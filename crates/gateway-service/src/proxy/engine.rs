//! Forwarding engine.
//!
//! Relays one inbound request to a tier backend and the backend's response
//! back to the client. Three seams, each testable without a live network:
//!
//! - request rewrite: [`upstream_url`] and [`upstream_headers`]
//! - response pass-through: [`relay_response`]
//! - failure classification: every transport-level `reqwest` error becomes
//!   [`ForwardError::Upstream`]; the raw error text is logged at debug
//!   level and never reaches the client
//!
//! Bodies are streamed in both directions, so payloads are never buffered
//! in the gateway and dropping the handler future (client abort) cancels
//! the in-flight backend call. The engine never retries.

use axum::body::Body;
use axum::extract::Request;
use axum::http::header::{
    HeaderMap, HeaderName, CONNECTION, CONTENT_LENGTH, HOST, PROXY_AUTHENTICATE,
    PROXY_AUTHORIZATION, TE, TRAILER, TRANSFER_ENCODING, UPGRADE,
};
use axum::response::Response;
use std::time::Duration;
use thiserror::Error;
use url::Url;

use crate::config::ConfigError;

/// Connect timeout for the forwarding client.
const CONNECT_TIMEOUT: Duration = Duration::from_secs(5);

/// Headers that describe the client-gateway connection rather than the
/// request, and must not be relayed in either direction.
const HOP_BY_HOP: [HeaderName; 8] = [
    CONNECTION,
    HeaderName::from_static("keep-alive"),
    PROXY_AUTHENTICATE,
    PROXY_AUTHORIZATION,
    TE,
    TRAILER,
    TRANSFER_ENCODING,
    UPGRADE,
];

/// Forwarding failures.
#[derive(Debug, Error)]
pub enum ForwardError {
    /// Transport-level failure reaching the backend: connection refused,
    /// DNS failure, timeout, premature close. Mapped to 502.
    #[error("Failed to reach the tier backend")]
    Upstream(#[source] reqwest::Error),

    /// The composed upstream request was invalid. Mapped to 500.
    #[error("Invalid upstream request: {0}")]
    Internal(String),
}

/// Forwards requests to tier backends.
///
/// Holds one shared `reqwest::Client`; the client pools connections per
/// authority internally, so a single instance serves every target under
/// concurrent first-use without locking. Each `forward` call is stateless
/// beyond that client.
#[derive(Debug, Clone)]
pub struct ForwardingEngine {
    client: reqwest::Client,
}

impl ForwardingEngine {
    /// Build the engine with the configured per-request timeout.
    ///
    /// # Errors
    ///
    /// Returns a fatal [`ConfigError`] if the HTTP client cannot be
    /// constructed.
    pub fn new(upstream_timeout: Duration) -> Result<Self, ConfigError> {
        let client = reqwest::Client::builder()
            .timeout(upstream_timeout)
            .connect_timeout(CONNECT_TIMEOUT)
            .build()
            .map_err(|e| ConfigError::HttpClient(e.to_string()))?;

        Ok(ForwardingEngine { client })
    }

    /// Forward `req` to `target`, relaying the backend response verbatim.
    ///
    /// Method, path, query string, headers (minus `Host` and hop-by-hop)
    /// and the body stream are preserved; scheme and authority are
    /// rewritten to the target.
    ///
    /// # Errors
    ///
    /// [`ForwardError::Upstream`] for any transport-level failure;
    /// [`ForwardError::Internal`] if the outbound request cannot be built.
    pub async fn forward(&self, target: &Url, req: Request) -> Result<Response, ForwardError> {
        let (parts, body) = req.into_parts();

        let url = upstream_url(target, parts.uri.path(), parts.uri.query());
        let headers = upstream_headers(&parts.headers);

        tracing::debug!(
            target: "gateway.proxy",
            method = %parts.method,
            path = %parts.uri.path(),
            upstream = %url,
            "Forwarding request"
        );

        let outbound = self
            .client
            .request(parts.method, url)
            .headers(headers)
            .body(reqwest::Body::wrap_stream(body.into_data_stream()))
            .build()
            .map_err(|e| ForwardError::Internal(e.to_string()))?;

        let upstream = self.client.execute(outbound).await.map_err(classify)?;

        tracing::debug!(
            target: "gateway.proxy",
            status = %upstream.status(),
            "Relaying backend response"
        );

        Ok(relay_response(upstream))
    }
}

/// Rewrite the request URL onto the target base address.
///
/// The target's scheme and authority replace the inbound ones; a path on
/// the target base is kept as a prefix. The inbound query string is
/// carried over unchanged.
#[must_use]
pub fn upstream_url(target: &Url, path: &str, query: Option<&str>) -> Url {
    let mut url = target.clone();

    let base_path = target.path().trim_end_matches('/');
    if base_path.is_empty() {
        url.set_path(path);
    } else {
        url.set_path(&format!("{base_path}{path}"));
    }
    url.set_query(query);

    url
}

/// Build the outbound header set: everything except `Host` (the client
/// sets it to match the target authority), `Content-Length` (recomputed
/// for the streamed body) and hop-by-hop headers.
#[must_use]
pub fn upstream_headers(inbound: &HeaderMap) -> HeaderMap {
    let mut headers = HeaderMap::with_capacity(inbound.len());

    for (name, value) in inbound {
        if name == HOST || name == CONTENT_LENGTH || HOP_BY_HOP.contains(name) {
            continue;
        }
        headers.append(name.clone(), value.clone());
    }

    headers
}

/// Relay status, headers and body stream of a backend response verbatim,
/// minus hop-by-hop headers.
#[must_use]
pub fn relay_response(upstream: reqwest::Response) -> Response {
    let status = upstream.status();

    let mut headers = HeaderMap::with_capacity(upstream.headers().len());
    for (name, value) in upstream.headers() {
        if HOP_BY_HOP.contains(name) {
            continue;
        }
        headers.append(name.clone(), value.clone());
    }

    let mut response = Response::new(Body::from_stream(upstream.bytes_stream()));
    *response.status_mut() = status;
    *response.headers_mut() = headers;
    response
}

/// Classify a transport-level failure.
///
/// All of connect refusal, DNS failure, timeout and premature close
/// collapse into one upstream failure class; the distinction is logged
/// but not exposed.
fn classify(error: reqwest::Error) -> ForwardError {
    let kind = if error.is_timeout() {
        "timeout"
    } else if error.is_connect() {
        "connect"
    } else if error.is_body() || error.is_decode() {
        "body"
    } else {
        "request"
    };

    tracing::debug!(
        target: "gateway.proxy",
        error = %error,
        kind = kind,
        "Upstream request failed"
    );

    ForwardError::Upstream(error)
}

#[cfg(test)]
#[allow(clippy::unwrap_used, clippy::expect_used, clippy::indexing_slicing)]
mod tests {
    use super::*;
    use axum::http::header::{HeaderValue, AUTHORIZATION};

    // -------------------------------------------------------------------------
    // upstream_url Tests
    // -------------------------------------------------------------------------

    #[test]
    fn test_upstream_url_rewrites_authority() {
        let target = Url::parse("http://backend-a:9001").unwrap();
        let url = upstream_url(&target, "/orders", Some("x=1"));
        assert_eq!(url.as_str(), "http://backend-a:9001/orders?x=1");
    }

    #[test]
    fn test_upstream_url_without_query() {
        let target = Url::parse("http://backend-a").unwrap();
        let url = upstream_url(&target, "/orders", None);
        assert_eq!(url.as_str(), "http://backend-a/orders");
    }

    #[test]
    fn test_upstream_url_root_path() {
        let target = Url::parse("http://backend-a").unwrap();
        let url = upstream_url(&target, "/", None);
        assert_eq!(url.as_str(), "http://backend-a/");
    }

    #[test]
    fn test_upstream_url_keeps_target_base_path_as_prefix() {
        let target = Url::parse("http://backend-a/api/v2").unwrap();
        let url = upstream_url(&target, "/orders", Some("x=1"));
        assert_eq!(url.as_str(), "http://backend-a/api/v2/orders?x=1");
    }

    #[test]
    fn test_upstream_url_target_trailing_slash() {
        let target = Url::parse("http://backend-a/api/").unwrap();
        let url = upstream_url(&target, "/orders", None);
        assert_eq!(url.as_str(), "http://backend-a/api/orders");
    }

    #[test]
    fn test_upstream_url_preserves_https_scheme() {
        let target = Url::parse("https://backend-b.internal").unwrap();
        let url = upstream_url(&target, "/orders", None);
        assert_eq!(url.scheme(), "https");
    }

    // -------------------------------------------------------------------------
    // upstream_headers Tests
    // -------------------------------------------------------------------------

    #[test]
    fn test_upstream_headers_drop_host() {
        let mut inbound = HeaderMap::new();
        inbound.insert(HOST, HeaderValue::from_static("gateway.example"));
        inbound.insert("x-request-id", HeaderValue::from_static("abc-123"));

        let outbound = upstream_headers(&inbound);

        assert!(outbound.get(HOST).is_none());
        assert_eq!(
            outbound.get("x-request-id").map(HeaderValue::as_bytes),
            Some(&b"abc-123"[..])
        );
    }

    #[test]
    fn test_upstream_headers_drop_hop_by_hop() {
        let mut inbound = HeaderMap::new();
        inbound.insert(CONNECTION, HeaderValue::from_static("keep-alive"));
        inbound.insert(TRANSFER_ENCODING, HeaderValue::from_static("chunked"));
        inbound.insert("keep-alive", HeaderValue::from_static("timeout=5"));

        let outbound = upstream_headers(&inbound);
        assert!(outbound.is_empty());
    }

    #[test]
    fn test_upstream_headers_preserve_authorization() {
        // The token is relayed to the backend along with every other
        // end-to-end header.
        let mut inbound = HeaderMap::new();
        inbound.insert(AUTHORIZATION, HeaderValue::from_static("Bearer token"));

        let outbound = upstream_headers(&inbound);
        assert!(outbound.get(AUTHORIZATION).is_some());
    }

    #[test]
    fn test_upstream_headers_preserve_repeated_headers() {
        let mut inbound = HeaderMap::new();
        inbound.append("x-forwarded-for", HeaderValue::from_static("10.0.0.1"));
        inbound.append("x-forwarded-for", HeaderValue::from_static("10.0.0.2"));

        let outbound = upstream_headers(&inbound);
        assert_eq!(outbound.get_all("x-forwarded-for").iter().count(), 2);
    }
}
//! Bearer-token authentication.
//!
//! # Components
//!
//! - `claims` - verified claim bag produced by a successful validation
//! - `validator` - header parsing and RS256 signature verification
//! - `tier` - extraction of the `tier` claim from verified claims
//!
//! # Security
//!
//! - Tokens are size-checked BEFORE parsing (DoS prevention)
//! - Only the RSA signature family (RS256/RS384/RS512) is accepted; the
//!   declared algorithm is checked before any cryptographic work so an
//!   attacker cannot substitute `none` or an HMAC algorithm
//! - Client-visible error messages are generic; variant detail is logged
//!   at debug level only

pub mod claims;
pub mod tier;
pub mod validator;

pub use claims::VerifiedClaims;
pub use tier::{resolve_tier, ClaimError, TIER_CLAIM};
pub use validator::{AuthError, TokenValidator};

——————

PROBLEM STATEMENT -> Would you please write out, exactly and with no other lines, the stretch of the listing above from the line containing "carried over unchanged." through the line containing "Build the outbound"?

ANSWER TO THE EXERCISE ->
/// carried over unchanged.
#[must_use]
pub fn upstream_url(target: &Url, path: &str, query: Option<&str>) -> Url {
    let mut url = target.clone();

    let base_path = target.path().trim_end_matches('/');
    if base_path.is_empty() {
        url.set_path(path);
    } else {
        url.set_path(&format!("{base_path}{path}"));
    }
    url.set_query(query);

    url
}

/// Build the outbound header set: everything except `Host` (the client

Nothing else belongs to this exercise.